Dec. 5, 2011 | WMU News
Dr. Nickola "Nicki" Nelson, professor of speech pathology and audiology, received one of ASHA's 2011 Honors of the Association Awards during the organization's annual convention Nov. 18, in San Diego.
The honor goes to association members known worldwide for a lifetime of innovative clinical practice, insightful and rigorous research, outstanding teaching, creative administration, effective legislative activity, or other professional contributions.
"Nelson has been an innovator in speech-language pathology for more than 35 years as a teacher, mentor, editor, researcher, clinician and provider of professional services ..." ASHA said in announcing her selection. "Her work has had a profound influence on the therapeutic connection of language, literacy, reading and writing for numerous scholars and speech-language pathologists."
The organization also cited Nelson for leading by example and being a role model for her students, as well as for conducting rigorous, insightful research during a prolific career that has resulted in six books, dozens of book chapters and journal articles, and seven tests in child language.
A WMU faculty member since 1981, Nelson focuses her research on school-age language and literacy disorders. Those investigations involve curriculum-relevant language assessment and intervention, along with efforts in conjunction with doctoral students to extend interdisciplinary evidence-based interventions across populations and contexts.
Nelson collaborated on the Pediatric Test of Brain Injury, published in 2010 as the first standardized test for children with traumatic and other forms of acquired brain damage. That same year, she was awarded a four-year grant of nearly $2 million from the U.S. Department of Education to validate the Test of Integrated Language and Literacy Skills, which evolved from her collaboration on the pediatric brain-injury test.
Her research has led to no fewer than 25 funded projects to develop and examine curriculum-relevant best practices for serving children in schools, including the Writing Lab Approach to Language Instruction and Intervention.
Nelson has served as director of WMU's doctoral program in interdisciplinary health for the past 11 years.

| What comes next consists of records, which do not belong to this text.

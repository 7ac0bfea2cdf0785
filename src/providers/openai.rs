use std::time::Duration;
use async_trait::async_trait;
use log::{debug, error, trace};
use serde::Serialize;
use serde_json::{json, Map, Value};

use crate::error::{Error, Result};
use crate::providers::Backend;
use crate::request::{Request, Response, Usage};

const OPENAI_API_BASE: &str
  = "https://api.openai.com/v1";

const API_KEY_ENV: &str = "OPENAI_API_KEY";

// ===== Wire Types =====

#[derive(Debug, Clone, Serialize)]
pub struct InputMessage<'a>
{   pub role: &'a str
  , pub content: &'a str
}

#[derive(Debug, Clone, Serialize)]
pub struct ResponsesRequest<'a>
{   pub model: &'a str
  , pub input: Vec<InputMessage<'a>>
  , pub temperature: f64
  , #[serde(skip_serializing_if = "Option::is_none")]
    pub max_output_tokens: Option<u32>
  , #[serde(flatten)]
    pub extra: &'a Map<String, Value>
}

impl<'a> From<&'a Request> for ResponsesRequest<'a>
{   fn from(req: &'a Request) -> Self
    {   ResponsesRequest
        {   model: &req.model
          , input: req.messages
              .iter()
              .map(|m| InputMessage
              {   role: m.role.as_str()
                , content: &m.content
              })
              .collect()
          , temperature: req.temperature
          , max_output_tokens: req.max_output_tokens
          , extra: &req.extra
        }
    }
}

// ===== Provider =====

/// Backend for the OpenAI Responses API
#[derive(Debug, Clone)]
pub struct OpenAiProvider
{   api_key: String
  , base_url: String
  , http_client: reqwest::Client
}

impl OpenAiProvider
{   /// Create a provider; falls back to `OPENAI_API_KEY` when no key is given
    pub fn new(
      api_key: Option<String>
    , base_url: Option<String>
    ) -> Result<Self>
    {   debug!("Creating OpenAiProvider");
        let api_key = match api_key
        {   Some(key) => key
          , None => std::env::var(API_KEY_ENV).map_err(|_| {
              error!("{} not set", API_KEY_ENV);
              Error::MissingApiKey("openai".to_string())
            })?
        };
        let base_url = base_url
          .unwrap_or_else(|| OPENAI_API_BASE.to_string())
          .trim_end_matches('/')
          .to_string();

        Ok(OpenAiProvider
        {   api_key
          , base_url
          , http_client: reqwest::Client::new()
        })
    }

    /// Build from environment only
    pub fn from_env() -> Result<Self>
    {   OpenAiProvider::new(None, None)
    }

    pub fn base_url(&self) -> &str
    {   &self.base_url
    }

    async fn send(
      &self
    , req: &Request
    , timeout: Duration
    ) -> std::result::Result<Value, (Error, Value)>
    {   let payload = ResponsesRequest::from(req);
        trace!("OpenAI request: {:?}", payload);

        let response = self.http_client
          .post(format!("{}/responses", self.base_url))
          .header("Authorization", format!("Bearer {}", self.api_key))
          .header("Content-Type", "application/json")
          .timeout(timeout)
          .json(&payload)
          .send()
          .await
          .map_err(|e| {
            error!("HTTP error: {}", e);
            let err = if e.is_timeout()
            {   Error::Timeout
            } else
            {   Error::HttpError(e.to_string())
            };
            let raw = json!({ "error": err.to_string() });
            (err, raw)
          })?;

        let status = response.status();
        trace!("OpenAI response status: {}", status);

        if !status.is_success()
        {   let body = response.text().await.ok();
            let err = Error::ApiError(format!("status {}", status));
            error!("OpenAI API error: {} {:?}", status, body);
            let raw = json!({ "error": err.to_string(), "body": body });
            return Err((err, raw));
        }

        response.json::<Value>().await.map_err(|e| {
          error!("Parse error: {}", e);
          let err = Error::ParseError(e.to_string());
          let raw = json!({ "error": err.to_string() });
          (err, raw)
        })
    }
}

#[async_trait]
impl Backend for OpenAiProvider
{   fn name(&self) -> &str
    {   "openai"
    }

    async fn complete(
      &self
    , req: &Request
    , timeout: Duration
    ) -> Result<Response>
    {   debug!("Handling complete for: {}", req.model);
        match self.send(req, timeout).await
        {   Ok(data) => {
              let content = extract_output_text(&data);
              let usage = extract_usage(&data);
              Ok(Response::new(self.name(), req.model.clone(), content)
                .with_usage(usage)
                .with_raw(data))
            }
          , Err((err, raw)) => {
              Ok(Response::failed(self.name(), req.model.clone(), err.to_string())
                .with_raw(raw))
            }
        }
    }
}

/// Concatenate the `output_text` parts of every `message` output item
pub fn extract_output_text(data: &Value) -> String
{   let mut text = String::new();
    let outputs = data.get("output")
      .and_then(Value::as_array)
      .map(Vec::as_slice)
      .unwrap_or_default();
    for out in outputs
    {   if out.get("type").and_then(Value::as_str) != Some("message")
        {   continue;
        }
        let parts = out.get("content")
          .and_then(Value::as_array)
          .map(Vec::as_slice)
          .unwrap_or_default();
        for part in parts
        {   if part.get("type").and_then(Value::as_str) == Some("output_text")
            {   text.push_str(
                  part.get("text").and_then(Value::as_str).unwrap_or_default()
                );
            }
        }
    }
    text.trim().to_string()
}

/// Read token counts; a missing or null `usage` leaves every count unknown
pub fn extract_usage(data: &Value) -> Usage
{   let usage = data.get("usage");
    let count = |key: &str| usage
      .and_then(|u| u.get(key))
      .and_then(Value::as_u64);
    Usage
    {   input_tokens: count("input_tokens")
      , output_tokens: count("output_tokens")
      , total_tokens: count("total_tokens")
    }
}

From 2005 to 2008, she was the Charles Van Riper Professor in the University's Department of Speech Pathology and Audiology and since 2006, she has been editor of Topics in Language Disorders, a double-blind peer-reviewed topical journal.

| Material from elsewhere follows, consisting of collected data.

//! Configuration for the batch client, its limits and retry behavior

use std::time::Duration;
use serde::{Deserialize, Serialize};
use crate::error::{Error, Result};

/// Shortest timeout a client will use for a non-positive or NaN setting
pub const MIN_TIMEOUT: Duration = Duration::from_millis(1);

/// Backoff configuration
#[derive(Debug, Clone, PartialEq, Serialize, Deserialize)]
#[serde(default)]
pub struct BackoffConfig
{   /// Delay before the first retry, in milliseconds
    pub base_ms: u64
  , /// Upper bound on the exponential part, in milliseconds
    pub cap_ms: u64
}

impl Default for BackoffConfig
{   fn default() -> Self
    {   BackoffConfig
        {   base_ms: 500
          , cap_ms: 8_000
        }
    }
}

/// Batch client configuration
#[derive(Debug, Clone, PartialEq, Serialize, Deserialize)]
#[serde(default)]
pub struct BatchConfig
{   /// Max backend calls in flight at once (floored at 1)
    pub max_concurrency: usize
  , /// Global requests-per-second limit; `None` disables the limiter
    pub qps: Option<f64>
  , /// Token bucket capacity
    pub burst: f64
  , /// Retries allowed after the first attempt
    pub max_retries: usize
  , /// Per-call backend timeout in seconds
    pub timeout_secs: f64
  , /// Retry backoff
    pub backoff: BackoffConfig
}

impl Default for BatchConfig
{   fn default() -> Self
    {   BatchConfig
        {   max_concurrency: 8
          , qps: None
          , burst: 1.0
          , max_retries: 3
          , timeout_secs: 60.0
          , backoff: BackoffConfig::default()
        }
    }
}

impl BatchConfig
{   /// Parse a JSON document; absent fields take their defaults
    pub fn from_json_str(s: &str) -> Result<Self>
    {   let config: BatchConfig = serde_json::from_str(s)
          .map_err(|e| Error::InvalidConfiguration(e.to_string()))?;
        config.validate()?;
        Ok(config)
    }

    pub fn with_max_concurrency(mut self, n: usize) -> Self
    {   self.max_concurrency = n;
        self
    }

    pub fn with_qps(mut self, qps: f64) -> Self
    {   self.qps = Some(qps);
        self
    }

    pub fn with_burst(mut self, burst: f64) -> Self
    {   self.burst = burst;
        self
    }

    pub fn with_max_retries(mut self, max_retries: usize) -> Self
    {   self.max_retries = max_retries;
        self
    }

    pub fn with_timeout(mut self, timeout: Duration) -> Self
    {   self.timeout_secs = timeout.as_secs_f64();
        self
    }

    pub fn with_backoff(mut self, base_ms: u64, cap_ms: u64) -> Self
    {   self.backoff = BackoffConfig { base_ms, cap_ms };
        self
    }

    /// Per-call timeout, clamped to `[MIN_TIMEOUT, Duration::MAX]`
    pub fn timeout(&self) -> Duration
    {   if self.timeout_secs.is_nan() || self.timeout_secs <= 0.0
        {   return MIN_TIMEOUT;
        }
        Duration::try_from_secs_f64(self.timeout_secs)
          .unwrap_or(Duration::MAX)
          .max(MIN_TIMEOUT)
    }

    /// Reject values that would make the limiter or timeout meaningless
    pub fn validate(&self) -> Result<()>
    {   if !self.timeout_secs.is_finite() || self.timeout_secs <= 0.0
        {   return Err(Error::InvalidConfiguration(
              format!("timeout_secs must be positive, got {}", self.timeout_secs)
            ));
        }
        if Duration::try_from_secs_f64(self.timeout_secs).is_err()
        {   return Err(Error::InvalidConfiguration(
              format!("timeout_secs is out of range, got {}", self.timeout_secs)
            ));
        }
        if let Some(qps) = self.qps
        {   if !qps.is_finite() || qps <= 0.0
            {   return Err(Error::InvalidConfiguration(
                  format!("qps must be positive, got {}", qps)
                ));
            }
        }
        if !self.burst.is_finite() || self.burst < 1.0
        {   return Err(Error::InvalidConfiguration(
              format!("burst must be at least 1, got {}", self.burst)
            ));
        }
        if self.backoff.cap_ms < self.backoff.base_ms
        {   return Err(Error::InvalidConfiguration(
              "backoff cap_ms is below base_ms".to_string()
            ));
        }
        Ok(())
    }
}

#[cfg(test)]
mod tests
{   use super::*;

    #[test]
    fn defaults_match_documented_values()
    {   let config = BatchConfig::default();
        assert_eq!(config.max_concurrency, 8);
        assert_eq!(config.qps, None);
        assert_eq!(config.max_retries, 3);
        assert_eq!(config.timeout(), Duration::from_secs(60));
        assert_eq!(config.backoff, BackoffConfig { base_ms: 500, cap_ms: 8_000 });
    }

    #[test]
    fn partial_json_fills_defaults()
    {   let config = BatchConfig::from_json_str(
          r#"{"qps": 5.0, "burst": 2.0, "backoff": {"base_ms": 10}}"#
        ).unwrap();
        assert_eq!(config.qps, Some(5.0));
        assert_eq!(config.burst, 2.0);
        assert_eq!(config.max_retries, 3);
        assert_eq!(config.backoff.base_ms, 10);
        assert_eq!(config.backoff.cap_ms, 8_000);
    }

    #[test]
    fn rejects_non_positive_qps()
    {   let err = BatchConfig::from_json_str(r#"{"qps": 0.0}"#).unwrap_err();
        assert!(matches!(err, Error::InvalidConfiguration(_)));
    }

    #[test]
    fn rejects_unrepresentable_timeout()
    {   let config = BatchConfig::default().with_timeout(Duration::MAX);
        let err = config.validate().unwrap_err();
        assert!(matches!(err, Error::InvalidConfiguration(_)));
    }

    #[test]
    fn timeout_clamps_instead_of_panicking()
    {   let mut config = BatchConfig::default();
        config.timeout_secs = -1.0;
        assert_eq!(config.timeout(), MIN_TIMEOUT);
        config.timeout_secs = f64::NAN;
        assert_eq!(config.timeout(), MIN_TIMEOUT);
        config.timeout_secs = 1e30;
        assert_eq!(config.timeout(), Duration::MAX);
        config.timeout_secs = 1e-12;
        assert_eq!(config.timeout(), MIN_TIMEOUT);
    }

    #[test]
    fn rejects_malformed_json()
    {   let err = BatchConfig::from_json_str("{not json").unwrap_err();
        assert!(matches!(err, Error::InvalidConfiguration(_)));
    }
}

She also is a fellow of the American Speech-Language-Hearing Association and the International Academy for Research in Learning Disabilities, as well as a recipient of the Kleffner Lifetime Clinical Career Award from the American Speech-Language-Hearing Foundation.
Nelson earned bachelor's, master's and doctoral degrees in communication disorders and sciences from Wichita State University in 1968, 1969 and 1973, respectively.